BuzzFeed News previously reported retailers Best Buy, Walmart, Macy’s and Target as well as Bank of America, the NBA, and numerous other private organizations have used the app. So have governments in several non-U.S. countries including Saudi Arabia, which recently made headlines by removing flogging from its legal system on the same day its most prominent human rights campaigner died in prison amid allegations of official neglect.

Now Clearview has filed a motion in federal court claiming that it is attempting to comply with BIPA, by cancelling the accounts of every customer who was not either associated with law enforcement or some other federal, state, or local government department, office, or agency,” according to a filing. “Clearview is also cancelling all accounts belonging to any entity based in Illinois,” the company’s counsel writes.
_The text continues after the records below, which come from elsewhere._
use approx::assert_abs_diff_eq;
use chrono::{TimeZone, Utc};

use satphot_core::error::SatphotError;
use satphot_core::phase::{coverage_bar, julian_date, phase, phases, ObservationSpan};

// ---------------------------------------------------------------------------
// Folding
// ---------------------------------------------------------------------------

#[test]
fn test_phase_in_unit_interval_and_periodic() {
    let periods = [0.37, 1.0, 2.5, 13.75];
    let epochs = [2_459_000.123, 2_460_500.5];
    let times = [2_460_000.0, 2_460_001.7, 2_458_999.9, 2_460_123.456];
    for &p in &periods {
        for &e in &epochs {
            for &t in &times {
                let ph = phase(t, p, e).unwrap();
                assert!((0.0..1.0).contains(&ph), "phase {ph}");
                for k in [-3, 1, 7] {
                    let shifted = phase(t + k as f64 * p, p, e).unwrap();
                    let diff = (shifted - ph).abs();
                    assert!(diff < 1e-6 || (1.0 - diff) < 1e-6, "k={k} {ph} vs {shifted}");
                }
            }
        }
    }
}

#[test]
fn test_reduced_epoch_is_normalized() {
    let t = 2_460_342.8125;
    let p = 0.8431;
    let reduced = phase(t, p, 60_100.25).unwrap();
    let full = phase(t, p, 2_460_100.25).unwrap();
    assert_abs_diff_eq!(reduced, full, epsilon = 1e-12);
}

#[test]
fn test_non_positive_period_is_an_error() {
    for p in [0.0, -1.0, f64::NAN, f64::INFINITY] {
        assert!(matches!(
            phase(2_460_000.0, p, 2_459_000.0),
            Err(SatphotError::InvalidPeriod(_))
        ));
    }
}

#[test]
fn test_sequence_keeps_order_and_length() {
    let t = vec![2_460_000.0, 2_460_000.5, 2_460_001.25];
    let ph = phases(t.as_slice(), 1.0, 2_460_000.0).unwrap();
    assert_eq!(ph.len(), 3);
    assert_abs_diff_eq!(ph[0], 0.0, epsilon = 1e-9);
    assert_abs_diff_eq!(ph[1], 0.5, epsilon = 1e-9);
    assert_abs_diff_eq!(ph[2], 0.25, epsilon = 1e-9);

    let scalar = phases(&2_460_000.5, 1.0, 2_460_000.0).unwrap();
    assert_abs_diff_eq!(scalar, 0.5, epsilon = 1e-9);
}

#[test]
fn test_julian_date_of_j2000() {
    let t = Utc.with_ymd_and_hms(2000, 1, 1, 12, 0, 0).unwrap();
    assert_abs_diff_eq!(julian_date(t), 2_451_545.0, epsilon = 1e-9);
}

// ---------------------------------------------------------------------------
// Coverage bar
// ---------------------------------------------------------------------------

fn cells(bar: &str) -> Vec<char> {
    assert!(bar.starts_with('[') && bar.ends_with(']'));
    bar[1..bar.len() - 1].chars().collect()
}

#[test]
fn test_bar_covers_plain_interval() {
    let c = cells(&coverage_bar(0.2, 0.4));
    assert_eq!(c.len(), 50);
    assert!(c[..10].iter().all(|&x| x == '-'));
    assert!(c[10..=20].iter().all(|&x| x == '*'));
    assert!(c[21..].iter().all(|&x| x == '-'));
}

#[test]
fn test_bar_wrapped_interval_marks_both_ends() {
    let c = cells(&coverage_bar(0.8, 0.2));
    assert_eq!(c.len(), 50);
    assert!(c[..10].iter().all(|&x| x == '*'));
    assert!(c[10..=40].iter().all(|&x| x == '-'));
    assert!(c[41..].iter().all(|&x| x == '*'));
}

#[test]
fn test_span_longer_than_period_is_fully_covered() {
    let span = ObservationSpan::new(2_460_000.0, 2_460_000.3);
    let bar = span.coverage_bar(0.25, 2_459_999.9).unwrap();
    assert_eq!(bar, format!("[{}]", "*".repeat(50)));
}

#[test]
fn test_span_phases_follow_ephemeris() {
    let span = ObservationSpan::new(2_460_000.1, 2_460_000.3);
    assert_abs_diff_eq!(span.phase_start(1.0, 60_000.0).unwrap(), 0.1, epsilon = 1e-6);
    assert_abs_diff_eq!(span.phase_end(1.0, 60_000.0).unwrap(), 0.3, epsilon = 1e-6);
    let c = cells(&span.coverage_bar(1.0, 60_000.0).unwrap());
    assert_eq!(c.iter().filter(|&&x| x == '*').count(), 11);
}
The company has also found a way to identify images associated with the state from metadata, so its web-scraping software can avoid them. Many social media platforms strip metadata from posted photos, however.
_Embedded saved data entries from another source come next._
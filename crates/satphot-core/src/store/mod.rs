//! Catalog persistence.
//!
//! Stores enforce the uniqueness rules themselves: inserting a satellite
//! whose NORAD number exists, or a light curve whose (satellite, start, band)
//! exists, fails instead of creating a duplicate.

mod json;
mod memory;

pub use json::JsonStore;
pub use memory::MemoryStore;

use chrono::{DateTime, Utc};

use crate::error::StoreError;
use crate::lightcurve::{
    LightCurve, LightCurveDraft, LightCurveId, PeriodOutcome, Satellite, SatelliteHeader,
    SatelliteId,
};

pub type StoreResult<T> = std::result::Result<T, StoreError>;

pub trait CatalogStore {
    fn find_satellite_by_norad(&self, norad: u32) -> Option<Satellite>;

    /// Insert-or-fail on a duplicate NORAD number.
    fn insert_satellite(&mut self, header: &SatelliteHeader) -> StoreResult<SatelliteId>;

    fn satellite(&self, id: SatelliteId) -> StoreResult<Satellite>;

    /// All satellites, ordered by id.
    fn satellites(&self) -> Vec<Satellite>;

    fn set_satellite_updated(
        &mut self,
        id: SatelliteId,
        updated: Option<DateTime<Utc>>,
    ) -> StoreResult<()>;

    /// Delete a satellite and every light curve it owns.
    fn delete_satellite(&mut self, id: SatelliteId) -> StoreResult<Satellite>;

    fn find_light_curve(
        &self,
        satellite: SatelliteId,
        start: DateTime<Utc>,
        band: &str,
    ) -> Option<LightCurveId>;

    /// Insert-or-fail on a duplicate (satellite, start, band).
    fn insert_light_curve(
        &mut self,
        satellite: SatelliteId,
        draft: LightCurveDraft,
    ) -> StoreResult<LightCurveId>;

    fn light_curve(&self, id: LightCurveId) -> StoreResult<LightCurve>;

    /// Ids of every light curve, ascending.
    fn light_curve_ids(&self) -> Vec<LightCurveId>;

    /// Ids of the light curves of one satellite, ascending.
    fn light_curves_of(&self, satellite: SatelliteId) -> Vec<LightCurveId>;

    fn record_period(&mut self, id: LightCurveId, outcome: PeriodOutcome) -> StoreResult<()>;

    /// Make every change so far durable.
    fn commit(&mut self) -> StoreResult<()>;

    /// Latest light-curve start of a satellite.
    fn latest_start(&self, satellite: SatelliteId) -> StoreResult<Option<DateTime<Utc>>> {
        let mut latest = None;
        for id in self.light_curves_of(satellite) {
            let start = self.light_curve(id)?.start_time;
            latest = latest.max(Some(start));
        }
        Ok(latest)
    }

    /// Re-derive a satellite's last-update time from its light curves.
    fn refresh_updated(&mut self, satellite: SatelliteId) -> StoreResult<Option<DateTime<Utc>>> {
        let latest = self.latest_start(satellite)?;
        self.set_satellite_updated(satellite, latest)?;
        Ok(latest)
    }
}
use std::path::PathBuf;

use anyhow::{Context as _, Result};
use clap::Args;
use satphot_core::io::export::{export_file_name, write_light_curve};
use satphot_core::lightcurve::LightCurveId;
use satphot_core::store::CatalogStore;

use super::Context;

#[derive(Args)]
pub struct ExportArgs {
    /// Light curve id
    pub id: LightCurveId,

    /// Output file, or a directory (default: current directory)
    #[arg(short, long)]
    pub output: Option<PathBuf>,
}

pub fn run(args: &ExportArgs, ctx: &Context) -> Result<()> {
    let store = ctx.open_store()?;
    let lc = store.light_curve(args.id)?;
    let satellite = store.satellite(lc.satellite_id)?;

    let path = match &args.output {
        Some(output) if !output.is_dir() => output.clone(),
        Some(dir) => dir.join(export_file_name(&satellite, &lc)),
        None => PathBuf::from(export_file_name(&satellite, &lc)),
    };
    let file = std::fs::File::create(&path)
        .with_context(|| format!("Failed to create {}", path.display()))?;
    let mut writer = std::io::BufWriter::new(file);
    write_light_curve(&mut writer, &satellite, &lc)
        .and_then(|()| std::io::Write::flush(&mut writer))
        .with_context(|| format!("Failed to write {}", path.display()))?;

    println!("Exported light curve {} to {}", args.id, path.display());
    Ok(())
}
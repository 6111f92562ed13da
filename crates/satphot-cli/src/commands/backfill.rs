use std::sync::atomic::{AtomicBool, Ordering};
use std::sync::Arc;

use anyhow::{Context as _, Result};
use clap::Args;
use satphot_core::pipeline::run_backfill;
use tracing::warn;

use super::{BarReporter, Context};
use crate::summary;

#[derive(Args)]
pub struct BackfillArgs {
    /// Hide the progress bar
    #[arg(short, long)]
    pub quiet: bool,
}

/// Re-estimate every stored period. Ctrl-C stops after the current curve.
pub fn run(args: &BackfillArgs, ctx: &Context) -> Result<()> {
    let mut store = ctx.open_store()?;

    let cancel = Arc::new(AtomicBool::new(false));
    let flag = Arc::clone(&cancel);
    if let Err(e) = ctrlc::set_handler(move || flag.store(true, Ordering::Relaxed)) {
        warn!("Cannot install Ctrl-C handler: {e}");
    }

    let backfill = run_backfill(&mut store, &ctx.config.lomb_scargle).cancel_on(cancel);
    let result = if args.quiet {
        backfill.run()
    } else {
        backfill.run_reported(&BarReporter::new())
    };
    let summary = result.context("Backfill failed")?;

    summary::print_backfill_summary(&summary);
    Ok(())
}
More than 105 entities based in Illinois have used Clearview’s technology, including the secretary of state’s office, and the Chicago Police Department, which has been confirmed as a customer of 30 seats, at nearly $50,000 for a two-year contract, according to the report. The office of Illinois’ secretary of state said it has used Clearview to “assist other law enforcement agencies” for about six months.

An attorney for Clearview told BuzzFeed News in an email that the company is continuing to pursue its core mission, which is helping law enforcement identify criminals and victims.

The article details a number of other commercial and law enforcement entities in Illinois and around the U.S. using Clearview’s facial recognition.

The BIPA suit plaintiff’s attorneys issued a statement that the change does not provide the relief the injunction to delete part of its image horde would, or prevent the exposure of state residents to privacy harms.

Clearview is facing proposed class actions in California and New York, in addition to Illinois.

How unique is Clearview’s service though?

X Venture Founder and technology lawyer Jeffrey J. Blatt notes that most writing about Clearview have not used it, and many have mischaracterized the way it works. In a CPO Magazine article, Blatt shares his views on the app’s utility for criminal investigations, as opposed to his views on its legality or the appropriateness of existing laws on the subject.

There is some basis for comparison, as Blatt points out, with TinEye an example of a web-based service in which users upload a photo for comparison to web images, and FindFace and Google Face Search offering similar services.

Blatt goes to some lengths to emphasize that facial recognition matches are not admissible as evidence in court, as Clearview points out in its app’s initial splash screen. He addresses some inaccurate claims about what it actually returned as a search result, which is possible matching images and links to their sources. Blatt also dismisses claims of “error rate,” “false positives” and “racial bias” as “in actual practice non-issues,” as any matches are presented to the investigating officer, who is responsible for all confirmation and follow-up.

A photo of Blatt from 30 years ago quickly returned recent images, and searches of him with his face occluded by sunglasses and other props returned no matches, either true or false. Searches with images of people without social media or public web presences returned no results as well.

Images of people with different skin color worked with Asian and Hispanic people, but not as well for African American individuals, though Blatt notes his test was uncontrolled and the images he used varied widely. The system generally returned no suggestion, or images that were clearly not the same person.

In conclusion, Blatt argues that the policies held by all law enforcement agencies on the use of investigative tools make their use of Clearview at worst no more of a threat to privacy than the services noted above, which are not restricted to law enforcement.

Whether society and the industry are rather to tackle the implications of that observation remains to be seen.